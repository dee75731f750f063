//! Per-model token pricing
//!
//! Pure lookup from a model identifier to per-million-token rates. Used to
//! derive a record's cost when the log line does not carry one.
//!
//! - **Input tokens**: Regular input tokens (not cached)
//! - **Output tokens**: Generated tokens
//! - **Cache write tokens**: 125% of input price
//! - **Cache read tokens**: 10% of input price
//!
//! # Examples
//!
//! ```
//! use ccmeter_core::pricing::calculate_cost;
//! use ccmeter_types::TokenCounts;
//!
//! // Sonnet: 1M input + 1M output
//! let tokens = TokenCounts::new(1_000_000, 1_000_000, 0, 0);
//! let cost = calculate_cost("claude-sonnet-4-5-20250929", &tokens);
//! assert_eq!(cost, 18.0);
//! ```

use ccmeter_types::TokenCounts;
use once_cell::sync::Lazy;
use std::collections::HashMap;

/// Pricing structure for a model
///
/// All prices are per million tokens (M). Cache multipliers are applied to input price.
#[derive(Debug, Clone, PartialEq)]
pub struct ModelPricing {
    /// Price per million input tokens ($/M)
    pub input_price_per_million: f64,
    /// Price per million output tokens ($/M)
    pub output_price_per_million: f64,
    /// Cache read multiplier (0.1 = 10% of input price)
    pub cache_read_multiplier: f64,
    /// Cache write multiplier (1.25 = 125% of input price)
    pub cache_write_multiplier: f64,
}

impl ModelPricing {
    const fn standard(input: f64, output: f64) -> Self {
        Self {
            input_price_per_million: input,
            output_price_per_million: output,
            cache_read_multiplier: 0.1,
            cache_write_multiplier: 1.25,
        }
    }

    /// Weighted average for unrecognized models
    ///
    /// - Input: (0.7 × $3) + (0.2 × $5) + (0.1 × $1) = $3.2
    /// - Output: (0.7 × $15) + (0.2 × $25) + (0.1 × $5) = $16.0
    pub const fn default_average() -> Self {
        Self::standard(3.2, 16.0)
    }

    /// Synthetic entries written by the assistant itself cost nothing
    pub const fn free() -> Self {
        Self::standard(0.0, 0.0)
    }

    pub fn cache_write_price_per_million(&self) -> f64 {
        self.input_price_per_million * self.cache_write_multiplier
    }

    pub fn cache_read_price_per_million(&self) -> f64 {
        self.input_price_per_million * self.cache_read_multiplier
    }
}

const OPUS_CURRENT: ModelPricing = ModelPricing::standard(5.0, 25.0);
const OPUS_LEGACY: ModelPricing = ModelPricing::standard(15.0, 75.0);
const SONNET: ModelPricing = ModelPricing::standard(3.0, 15.0);
const HAIKU_CURRENT: ModelPricing = ModelPricing::standard(1.0, 5.0);
const HAIKU_LEGACY: ModelPricing = ModelPricing::standard(0.8, 4.0);

/// Exact model ids and common aliases
static PRICING_TABLE: Lazy<HashMap<&'static str, ModelPricing>> = Lazy::new(|| {
    let mut m = HashMap::new();

    m.insert("claude-opus-4-5-20251101", OPUS_CURRENT);
    m.insert("claude-opus-4-6-20250212", OPUS_CURRENT);
    m.insert("opus-4", OPUS_CURRENT);
    m.insert("claude-opus-4", OPUS_CURRENT);

    m.insert("claude-opus-4-0-20250514", OPUS_LEGACY);
    m.insert("claude-opus-4-1-20250805", OPUS_LEGACY);
    m.insert("claude-3-opus-20240229", OPUS_LEGACY);

    m.insert("claude-sonnet-4-5-20250929", SONNET);
    m.insert("claude-sonnet-4-20250514", SONNET);
    m.insert("claude-3-7-sonnet-20250219", SONNET);
    m.insert("claude-3-5-sonnet-20241022", SONNET);
    m.insert("sonnet-4", SONNET);
    m.insert("claude-sonnet-4", SONNET);

    m.insert("claude-haiku-4-5-20251001", HAIKU_CURRENT);
    m.insert("haiku-4", HAIKU_CURRENT);
    m.insert("claude-haiku-4", HAIKU_CURRENT);
    m.insert("claude-3-5-haiku-20241022", HAIKU_LEGACY);

    m.insert("<synthetic>", ModelPricing::free());

    m
});

/// Get pricing for a model
///
/// Resolution order: exact id, then model family, then the weighted default.
///
/// ```
/// use ccmeter_core::pricing::get_model_pricing;
///
/// assert_eq!(get_model_pricing("opus-4").input_price_per_million, 5.0);
/// assert_eq!(get_model_pricing("claude-sonnet-9-99990101").input_price_per_million, 3.0);
/// assert_eq!(get_model_pricing("unknown-model").input_price_per_million, 3.2);
/// ```
pub fn get_model_pricing(model: &str) -> ModelPricing {
    if let Some(pricing) = PRICING_TABLE.get(model) {
        return pricing.clone();
    }
    family_pricing(&model.to_lowercase()).unwrap_or_else(ModelPricing::default_average)
}

fn family_pricing(model: &str) -> Option<ModelPricing> {
    if model.contains("opus") {
        if model.contains("opus-4-5") || model.contains("opus-4-6") {
            Some(OPUS_CURRENT)
        } else {
            Some(OPUS_LEGACY)
        }
    } else if model.contains("sonnet") {
        Some(SONNET)
    } else if model.contains("haiku") {
        if model.contains("3-5-haiku") || model.contains("3-haiku") {
            Some(HAIKU_LEGACY)
        } else {
            Some(HAIKU_CURRENT)
        }
    } else {
        None
    }
}

/// Calculate the USD cost of `tokens` on `model`
///
/// ```text
/// Input cost = (input / 1M) × input_price
/// Output cost = (output / 1M) × output_price
/// Cache write cost = (cache_write / 1M) × input_price × 1.25
/// Cache read cost = (cache_read / 1M) × input_price × 0.1
/// ```
pub fn calculate_cost(model: &str, tokens: &TokenCounts) -> f64 {
    let pricing = get_model_pricing(model);

    let per_million = |count: u64, price: f64| (count as f64 / 1_000_000.0) * price;

    per_million(tokens.input, pricing.input_price_per_million)
        + per_million(tokens.output, pricing.output_price_per_million)
        + per_million(tokens.cache_write, pricing.cache_write_price_per_million())
        + per_million(tokens.cache_read, pricing.cache_read_price_per_million())
}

──────

Check each line of the listing for the word "HashMap" and state how many lines contain it, with no other words.

§ Output of the task
3